[Records from a data source]
^^^^^^^^

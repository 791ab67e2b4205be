// Copyright (c) 2024-2025 DeepGraph Inc.
// SPDX-License-Identifier: Apache-2.0
//
//! Walking search results page by page

#[path = "testutils/mod.rs"]
mod testutils;

use rushdb_sdk::{Record, RushDb, SearchQuery, SearchResult};
use serde_json::json;
use testutils::mock_transport::MockTransport;

fn page(ids: &[&str], total: u64) -> serde_json::Value {
    let data: Vec<_> = ids
        .iter()
        .map(|id| json!({"__id": id, "__label": "EMP", "name": id}))
        .collect();
    json!({ "data": data, "total": total })
}

#[test]
fn test_walk_all_pages() {
    testutils::init_logging();
    let transport = MockTransport::new();
    transport
        .respond(page(&["a", "b"], 5))
        .respond(page(&["c", "d"], 5))
        .respond(page(&["e"], 5));
    let db = RushDb::new("key", &transport);

    let mut query = SearchQuery::new().label("EMP").limit(2);
    let mut seen = Vec::new();
    loop {
        let result = db.records().find(Some(&query), None, None).unwrap();
        seen.extend(result.iter().map(|r| r.id().unwrap().to_string()));
        if !result.has_more() {
            break;
        }
        query = query.next_page(result.count() as u64);
    }

    assert_eq!(seen, vec!["a", "b", "c", "d", "e"]);
    let skips: Vec<_> = transport
        .requests()
        .iter()
        .map(|r| r.body.as_ref().and_then(|b| b.get("skip").cloned()))
        .collect();
    assert_eq!(skips, vec![None, Some(json!(2)), Some(json!(4))]);
}

#[test]
fn test_missing_total_falls_back_to_page_length() {
    let transport = MockTransport::new();
    transport.respond(json!({"data": [{"__id": "a"}, {"__id": "b"}]}));
    let db = RushDb::new("key", &transport);

    let result = db.records().find(None, None, None).unwrap();
    assert_eq!(result.total(), 2);
    assert!(!result.has_more());
}

#[test]
fn test_page_info_and_slicing() {
    let transport = MockTransport::new();
    transport.respond(page(&["a", "b", "c"], 10));
    let db = RushDb::new("key", &transport);

    let query = SearchQuery::new().skip(3).limit(3);
    let result = db.records().find(Some(&query), None, None).unwrap();

    let info = result.get_page_info();
    assert_eq!(info.total, 10);
    assert_eq!(info.loaded, 3);
    assert_eq!(info.skip, 3);
    assert_eq!(info.limit, Some(3));
    assert!(info.has_more);

    let middle: Vec<&str> = result.slice(1..).iter().map(|r| r.id().unwrap()).collect();
    assert_eq!(middle, vec!["b", "c"]);
    assert!(result.slice(5..9).is_empty());
    assert!(result.get(3).is_err());
    assert_eq!(result.to_string(), "SearchResult(count=3, total=10)");
}

#[test]
fn test_results_convert_to_plain_json() {
    let records = vec![
        Record::from_value(json!({"__id": "a", "__label": "EMP", "name": "Ann"})).unwrap(),
    ];
    let result = SearchResult::new(records, Some(1), Some(SearchQuery::new().limit(1)));

    let dict = result.to_dict();
    assert_eq!(dict["total"], json!(1));
    assert_eq!(dict["data"][0]["name"], json!("Ann"));
}
// Copyright (c) 2024-2025 DeepGraph Inc.
// SPDX-License-Identifier: Apache-2.0
//
//! Labels API

use serde_json::Value;

use super::response_data;
use crate::client::RushDb;
use crate::error::Result;
use crate::models::search_query::SearchQuery;
use crate::models::transaction::{transaction_header, Transaction};
use crate::transport::{ApiRequest, Transport};

/// Labels endpoints
pub struct LabelsApi<'a, T> {
    client: &'a RushDb<T>,
}

impl<'a, T> LabelsApi<'a, T> {
    pub(crate) fn new(client: &'a RushDb<T>) -> Self {
        Self { client }
    }
}

impl<T: Transport> LabelsApi<'_, T> {
    /// Labels present among the records matching `search_query`, as the
    /// server reports them (label name to record count)
    pub fn find(
        &self,
        search_query: Option<&SearchQuery>,
        transaction: Option<&Transaction>,
    ) -> Result<Value> {
        let body = search_query
            .map(SearchQuery::to_body)
            .unwrap_or_else(|| Value::Object(Default::default()));
        let request = ApiRequest::post("/labels/search")
            .with_body(body)
            .with_headers(transaction_header(transaction));
        let response = self.client.request(request)?;
        Ok(response_data(response))
    }
}
// Copyright (c) 2024-2025 DeepGraph Inc.
// SPDX-License-Identifier: Apache-2.0
//
//! Search query descriptor sent to the search endpoints
//!
//! The `where` tree is kept as raw JSON. The server defines its semantics
//! (field predicates, `$and` / `$or`, `$gte`, `$gt`, `$lt`, `$lte`,
//! `$contains`, `$startsWith`, ...); the SDK only carries it and replays it
//! through [`crate::SearchResult::search_query`].

use serde::{Deserialize, Serialize};
use serde_json::{Map, Value};

/// Sort direction
#[derive(Debug, Clone, Copy, PartialEq, Eq, Serialize, Deserialize)]
#[serde(rename_all = "lowercase")]
pub enum OrderDirection {
    Asc,
    Desc,
}

impl OrderDirection {
    pub fn as_str(&self) -> &'static str {
        match self {
            OrderDirection::Asc => "asc",
            OrderDirection::Desc => "desc",
        }
    }
}

/// `orderBy` accepts either a bare direction or a per-field map
#[derive(Debug, Clone, PartialEq, Serialize, Deserialize)]
#[serde(untagged)]
pub enum OrderBy {
    Direction(OrderDirection),
    Fields(Map<String, Value>),
}

impl From<OrderDirection> for OrderBy {
    fn from(direction: OrderDirection) -> Self {
        OrderBy::Direction(direction)
    }
}

/// Filter, sort and pagination descriptor for `find` calls
#[derive(Debug, Clone, Default, PartialEq, Serialize, Deserialize)]
#[serde(rename_all = "camelCase")]
pub struct SearchQuery {
    #[serde(rename = "where", default, skip_serializing_if = "Option::is_none")]
    pub where_clause: Option<Value>,
    #[serde(default, skip_serializing_if = "Option::is_none")]
    pub labels: Option<Vec<String>>,
    #[serde(default, skip_serializing_if = "Option::is_none")]
    pub skip: Option<u64>,
    #[serde(default, skip_serializing_if = "Option::is_none")]
    pub limit: Option<u64>,
    #[serde(default, skip_serializing_if = "Option::is_none")]
    pub order_by: Option<OrderBy>,
    #[serde(default, skip_serializing_if = "Option::is_none")]
    pub aggregate: Option<Value>,
}

impl SearchQuery {
    /// Create an empty query (matches everything, server default paging)
    pub fn new() -> Self {
        Self::default()
    }

    /// Set the filter tree
    pub fn where_clause(mut self, filter: Value) -> Self {
        self.where_clause = Some(filter);
        self
    }

    /// Restrict to the given labels
    pub fn labels<I, S>(mut self, labels: I) -> Self
    where
        I: IntoIterator<Item = S>,
        S: Into<String>,
    {
        self.labels = Some(labels.into_iter().map(Into::into).collect());
        self
    }

    /// Restrict to a single label
    pub fn label(self, label: impl Into<String>) -> Self {
        self.labels([label.into()])
    }

    pub fn skip(mut self, skip: u64) -> Self {
        self.skip = Some(skip);
        self
    }

    pub fn limit(mut self, limit: u64) -> Self {
        self.limit = Some(limit);
        self
    }

    /// Set the ordering, either an [`OrderDirection`] or a field map
    pub fn order_by(mut self, order: impl Into<OrderBy>) -> Self {
        self.order_by = Some(order.into());
        self
    }

    /// Order by a single field
    pub fn order_by_field(self, field: impl Into<String>, direction: OrderDirection) -> Self {
        let mut fields = Map::new();
        fields.insert(
            field.into(),
            serde_json::to_value(direction).unwrap_or(Value::Null),
        );
        self.order_by(OrderBy::Fields(fields))
    }

    pub fn aggregate(mut self, aggregate: Value) -> Self {
        self.aggregate = Some(aggregate);
        self
    }

    /// The same query shifted to the page after one of `loaded` items
    pub fn next_page(&self, loaded: u64) -> Self {
        let mut next = self.clone();
        next.skip = Some(self.skip.unwrap_or(0).saturating_add(loaded));
        next
    }

    /// Request body for the search endpoints
    pub fn to_body(&self) -> Value {
        serde_json::to_value(self).unwrap_or_else(|_| Value::Object(Map::new()))
    }

    pub fn is_empty(&self) -> bool {
        *self == SearchQuery::default()
    }
}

^^^^^^^^

→ Assigned task: Provide only the number of lines in the entries that hold the word "tree".

→ Problem solution: 2